Financial reforms 'should benefit real economy'
IMF deputy managing director warns a misshaped industry will send development down wrong track
Financial reform in China should place a priority on meeting the needs of the real economy, or the part of the economy pertaining to goods and services, Zhu Min, deputy managing director of the International Monetary Fund, said on Tuesday.
History, including the recent global financial crisis, has proved that overly inward-looking financial industries do not generate sustainable growth and long-term prosperity, Zhu said.
China should reform its financial sector in a way that can best accommodate the real economy, he said.
"A misshaped financial industry won't stimulate the development of the real economy and will send development down the wrong track by creating asset bubbles," Zhu said in a speech at the annual Asia Financial Forum in Hong Kong.
Zhu made the comments amid widespread calls for China to reduce State control of the economy and liberalize financial markets.
Reform advocates say the backward state of the country's financial industry gives rise to price distortion, hinders efforts to use financial resources efficiently and stymies growth. Opponents fear that mistakes could result in financial turmoil and cause the financial industry to be even more inefficient.
Proponents of reform now expect to see larger steps taken, especially after financial regulators made some groundbreaking changes last year.
Among those were decisions to widen the yuan's daily trading band - which controls how much the currency's value against the US dollar can change in a single day - and to allow lenders to fine-tune their deposit and lending rates in accordance with the central bank's benchmark rate.
Moreover, a 12-point plan for Wenzhou, in Zhejiang province, is aimed at bringing legitimacy to the city's shadow banking system, which is made up of non-bank lenders of private capital and is estimated to have a value of 17 trillion yuan ($2.73 trillion).
Many top government officials, including Premier Wen Jiabao, have publicly spoken in favor of further reforming the system.
Zhu didn't propose specific reforms but said agricultural and small service companies should receive special attention when regulators plan the next stage of reforms. The changes should also be designed to accommodate the country's ongoing urbanization and aging population.

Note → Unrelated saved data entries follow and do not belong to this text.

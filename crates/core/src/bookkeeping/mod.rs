//! Bookkeeping of fragments and runs.
//!
//! - [`FragmentSets`]: in-memory classification of the active run's fragments
//! - [`FinalizedRunStore`]: durable memory of completed runs
//! - [`RunLayout`]: persisted artifacts in each run's working directory
//! - [`InstanceLock`]: single-writer guarantee over the durable state

mod finalized;
mod layout;
mod lock;
mod sets;

pub use finalized::{
    FinalizedRun, FinalizedRunStore, MemoryFinalizedRunStore, SqliteFinalizedRunStore, StoreError,
};
pub use layout::{
    format_dispatched_log, format_expected_outputs, format_timestamp, LayoutConfig, RunLayout,
};
pub use lock::InstanceLock;
pub use sets::{AccumulationPolicy, Classification, FragmentSets};
//! Durable memory of runs that have been driven to completion.

use std::collections::BTreeMap;
use std::path::Path;
use std::sync::{Mutex, RwLock};

use chrono::{DateTime, Utc};
use rusqlite::{params, Connection, OptionalExtension};
use serde::{Deserialize, Serialize};
use thiserror::Error;

#[derive(Debug, Error)]
pub enum StoreError {
    #[error("Database error: {0}")]
    Database(String),

    #[error("Lock error: {0}")]
    Lock(String),

    #[error("I/O error: {0}")]
    Io(#[from] std::io::Error),
}

impl From<rusqlite::Error> for StoreError {
    fn from(e: rusqlite::Error) -> Self {
        StoreError::Database(e.to_string())
    }
}

/// A run the controller finished.
#[derive(Debug, Clone, PartialEq, Eq, Serialize, Deserialize)]
pub struct FinalizedRun {
    pub run_id: String,
    pub finalized_at: DateTime<Utc>,
    /// Fragments dispatched over the run's lifetime.
    pub dispatched_count: u64,
}

/// Storage for finalized run identifiers.
///
/// Consulted by run detection so a finished run is never selected again,
/// including after a restart.
pub trait FinalizedRunStore: Send + Sync {
    /// Whether `run_id` has been finalized.
    fn is_finalized(&self, run_id: &str) -> Result<bool, StoreError>;

    /// Record a finalized run. Returns `false` if it was already recorded;
    /// the existing record is kept.
    fn mark_finalized(&self, run: &FinalizedRun) -> Result<bool, StoreError>;

    /// All finalized runs, ordered by run id.
    fn list(&self) -> Result<Vec<FinalizedRun>, StoreError>;
}

const SCHEMA: &str = r#"
    CREATE TABLE IF NOT EXISTS finalized_runs (
        run_id TEXT PRIMARY KEY,
        finalized_at TEXT NOT NULL,
        dispatched_count INTEGER NOT NULL
    );
"#;

/// SQLite-backed finalized run store
pub struct SqliteFinalizedRunStore {
    conn: Mutex<Connection>,
}

impl SqliteFinalizedRunStore {
    /// Open (or create) the database at `path`.
    pub fn new(path: &Path) -> Result<Self, StoreError> {
        if let Some(parent) = path.parent().filter(|p| !p.as_os_str().is_empty()) {
            std::fs::create_dir_all(parent)?;
        }
        let conn = Connection::open(path)?;
        Self::init(conn)
    }

    /// Create an in-memory store (useful for testing)
    pub fn in_memory() -> Result<Self, StoreError> {
        Self::init(Connection::open_in_memory()?)
    }

    fn init(conn: Connection) -> Result<Self, StoreError> {
        conn.execute_batch(SCHEMA)?;
        Ok(Self {
            conn: Mutex::new(conn),
        })
    }

    fn conn(&self) -> Result<std::sync::MutexGuard<'_, Connection>, StoreError> {
        self.conn
            .lock()
            .map_err(|e| StoreError::Lock(e.to_string()))
    }
}

impl FinalizedRunStore for SqliteFinalizedRunStore {
    fn is_finalized(&self, run_id: &str) -> Result<bool, StoreError> {
        let conn = self.conn()?;
        let found = conn
            .query_row(
                "SELECT 1 FROM finalized_runs WHERE run_id = ?",
                params![run_id],
                |_| Ok(()),
            )
            .optional()?;
        Ok(found.is_some())
    }

    fn mark_finalized(&self, run: &FinalizedRun) -> Result<bool, StoreError> {
        let mut conn = self.conn()?;
        let tx = conn.transaction()?;
        let inserted = tx.execute(
            "INSERT OR IGNORE INTO finalized_runs (run_id, finalized_at, dispatched_count) VALUES (?, ?, ?)",
            params![
                run.run_id,
                run.finalized_at.to_rfc3339(),
                run.dispatched_count as i64,
            ],
        )?;
        tx.commit()?;
        Ok(inserted == 1)
    }

    fn list(&self) -> Result<Vec<FinalizedRun>, StoreError> {
        let conn = self.conn()?;
        let mut stmt = conn.prepare(
            "SELECT run_id, finalized_at, dispatched_count FROM finalized_runs ORDER BY run_id",
        )?;

        let rows = stmt.query_map([], |row| {
            let finalized_at: String = row.get(1)?;
            let dispatched_count: i64 = row.get(2)?;
            Ok((row.get::<_, String>(0)?, finalized_at, dispatched_count))
        })?;

        let mut runs = Vec::new();
        for row in rows {
            let (run_id, finalized_at, dispatched_count) = row?;
            let finalized_at = DateTime::parse_from_rfc3339(&finalized_at)
                .map_err(|e| StoreError::Database(format!("bad timestamp for run {}: {}", run_id, e)))?
                .with_timezone(&Utc);
            runs.push(FinalizedRun {
                run_id,
                finalized_at,
                dispatched_count: dispatched_count.max(0) as u64,
            });
        }
        Ok(runs)
    }
}

/// Process-lifetime store, for tests and throwaway deployments.
#[derive(Default)]
pub struct MemoryFinalizedRunStore {
    runs: RwLock<BTreeMap<String, FinalizedRun>>,
}

impl MemoryFinalizedRunStore {
    pub fn new() -> Self {
        Self::default()
    }
}

impl FinalizedRunStore for MemoryFinalizedRunStore {
    fn is_finalized(&self, run_id: &str) -> Result<bool, StoreError> {
        let runs = self.runs.read().map_err(|e| StoreError::Lock(e.to_string()))?;
        Ok(runs.contains_key(run_id))
    }

    fn mark_finalized(&self, run: &FinalizedRun) -> Result<bool, StoreError> {
        let mut runs = self.runs.write().map_err(|e| StoreError::Lock(e.to_string()))?;
        if runs.contains_key(&run.run_id) {
            return Ok(false);
        }
        runs.insert(run.run_id.clone(), run.clone());
        Ok(true)
    }

    fn list(&self) -> Result<Vec<FinalizedRun>, StoreError> {
        let runs = self.runs.read().map_err(|e| StoreError::Lock(e.to_string()))?;
        Ok(runs.values().cloned().collect())
    }
}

Xiao Geng, an honorary professor at the University of Hong Kong, said regulators should place their top priority on liberalizing interest rates.
He said the country's artificially low interest rates hurt depositors and make capital cheap, leading to the formation of real estate bubbles.
"The current interest rate system actually levies a tax on depositors," Xiao said. "It's like using migrant workers' deposits to subsidize real estate developers."
Wang Jianxi, executive vice-president of China Investment Corp, said he wants to see more changes take place in the capital markets. He urged regulators to improve the stock market's infrastructure and strengthen the corporate governance of public companies.
Many public companies in China have corporate governance structures that fail to protect the interests of investors, Wang said.
"Regulators did a lot about the stock market last year," Wang said. "They should pay more attention to the problem of corporate governance, which is at the root of the problem of China's stock market."